### WORK ORDER
Below are some records. Say how many of their lines include the string "surface", giving only the number.

### SOURCE DATA
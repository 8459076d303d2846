mod mouse;
mod trackpad;
mod trackpad2;

use serde::Deserialize;
use std::fmt;
use std::str::FromStr;

pub use mouse::{MAGIC_MOUSE, MAGIC_MOUSE_2};
pub use trackpad::MAGIC_TRACKPAD;
pub use trackpad2::MAGIC_TRACKPAD_2;

pub const USB_VENDOR_ID_APPLE: u16 = 0x05ac;
pub const BT_VENDOR_ID_APPLE: u16 = 0x004c;

pub const PRODUCT_ID_MAGIC_MOUSE: u16 = 0x030d;
pub const PRODUCT_ID_MAGIC_MOUSE_2: u16 = 0x0269;
pub const PRODUCT_ID_MAGIC_TRACKPAD: u16 = 0x030e;
pub const PRODUCT_ID_MAGIC_TRACKPAD_2: u16 = 0x0265;

/// Device family; selects geometry and the emission branch.
#[derive(Debug, Clone, Copy, PartialEq, Eq, Deserialize)]
#[serde(rename_all = "kebab-case")]
pub enum DeviceClass {
    #[serde(alias = "mouse")]
    MagicMouse,
    #[serde(rename = "magic-mouse-2", alias = "mouse2", alias = "mouse-2")]
    MagicMouse2,
    #[serde(alias = "trackpad")]
    MagicTrackpad,
    #[serde(rename = "magic-trackpad-2", alias = "trackpad2", alias = "trackpad-2")]
    MagicTrackpad2,
}

impl DeviceClass {
    pub fn profile(self) -> &'static DeviceProfile {
        match self {
            DeviceClass::MagicMouse => &MAGIC_MOUSE,
            DeviceClass::MagicMouse2 => &MAGIC_MOUSE_2,
            DeviceClass::MagicTrackpad => &MAGIC_TRACKPAD,
            DeviceClass::MagicTrackpad2 => &MAGIC_TRACKPAD_2,
        }
    }

    /// Mice report relative motion and run button/scroll emulation.
    pub fn is_mouse(self) -> bool {
        matches!(self, DeviceClass::MagicMouse | DeviceClass::MagicMouse2)
    }

    pub fn supports_scroll(self) -> bool {
        self.is_mouse()
    }

    /// Map a HID vendor/product pair to a device class.
    pub fn from_ids(vendor: u16, product: u16) -> Option<Self> {
        if vendor != USB_VENDOR_ID_APPLE && vendor != BT_VENDOR_ID_APPLE {
            return None;
        }
        match product {
            PRODUCT_ID_MAGIC_MOUSE => Some(DeviceClass::MagicMouse),
            PRODUCT_ID_MAGIC_MOUSE_2 => Some(DeviceClass::MagicMouse2),
            PRODUCT_ID_MAGIC_TRACKPAD => Some(DeviceClass::MagicTrackpad),
            PRODUCT_ID_MAGIC_TRACKPAD_2 => Some(DeviceClass::MagicTrackpad2),
            _ => None,
        }
    }
}

impl fmt::Display for DeviceClass {
    fn fmt(&self, f: &mut fmt::Formatter<'_>) -> fmt::Result {
        match self {
            DeviceClass::MagicMouse => write!(f, "magic-mouse"),
            DeviceClass::MagicMouse2 => write!(f, "magic-mouse-2"),
            DeviceClass::MagicTrackpad => write!(f, "magic-trackpad"),
            DeviceClass::MagicTrackpad2 => write!(f, "magic-trackpad-2"),
        }
    }
}

impl FromStr for DeviceClass {
    type Err = String;

    fn from_str(s: &str) -> Result<Self, Self::Err> {
        match s.to_lowercase().as_str() {
            "magic-mouse" | "mouse" => Ok(DeviceClass::MagicMouse),
            "magic-mouse-2" | "mouse2" | "mouse-2" => Ok(DeviceClass::MagicMouse2),
            "magic-trackpad" | "trackpad" => Ok(DeviceClass::MagicTrackpad),
            "magic-trackpad-2" | "trackpad2" | "trackpad-2" => Ok(DeviceClass::MagicTrackpad2),
            _ => Err(format!(
                "Invalid device class '{}'. Valid values: magic-mouse, magic-mouse-2, magic-trackpad, magic-trackpad-2",
                s
            )),
        }
    }
}

/// Physical link the device is attached through.
#[derive(Debug, Clone, Copy, PartialEq, Eq, Default, Deserialize)]
#[serde(rename_all = "kebab-case")]
pub enum Link {
    Usb,
    #[default]
    #[serde(alias = "bt")]
    Bluetooth,
}

impl fmt::Display for Link {
    fn fmt(&self, f: &mut fmt::Formatter<'_>) -> fmt::Result {
        match self {
            Link::Usb => write!(f, "usb"),
            Link::Bluetooth => write!(f, "bluetooth"),
        }
    }
}

impl FromStr for Link {
    type Err = String;

    fn from_str(s: &str) -> Result<Self, Self::Err> {
        match s.to_lowercase().as_str() {
            "usb" => Ok(Link::Usb),
            "bluetooth" | "bt" => Ok(Link::Bluetooth),
            _ => Err(format!("Invalid link '{}'. Valid values: usb, bluetooth", s)),
        }
    }
}

/// One touch-surface axis. Dimension is in hundredths of a mm, min and max
/// are in device units.
#[derive(Debug, Clone, Copy, PartialEq)]
pub struct Axis {
    pub min: i32,
    pub max: i32,
    pub dimension: f32,
}

impl Axis {
    /// Units per mm, truncated.
    pub fn resolution(&self) -> i32 {
        ((self.max - self.min) as f32 / (self.dimension / 100.0)) as i32
    }
}

/// Which record byte carries the undeciphered state bits, if any.
#[derive(Debug, Clone, Copy, PartialEq, Eq)]
pub enum Diagnostic {
    /// Byte 7, shared with the touch state nibble.
    StateByte,
    /// Byte 8 of a 9-byte record.
    ExtraByte,
    Unsupported,
}

/// Device-specific parameters for report handling.
#[derive(Debug, Clone, Copy)]
pub struct DeviceProfile {
    pub name: &'static str,

    // Touch surface geometry
    pub x: Axis,
    pub y: Axis,
    pub orientation_min: i32,
    pub orientation_max: i32,

    pub diagnostic: Diagnostic,

    // Feature reports that switch the device into multi-touch mode
    pub multitouch_usb: &'static [u8],
    pub multitouch_bt: &'static [u8],
    /// Some firmware answers the first request with EIO and needs a second one.
    pub retry_multitouch: bool,
}

impl DeviceProfile {
    pub fn multitouch_feature(&self, link: Link) -> &'static [u8] {
        match link {
            Link::Usb => self.multitouch_usb,
            Link::Bluetooth => self.multitouch_bt,
        }
    }
}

### SOLUTION TO THIS PROBLEM
2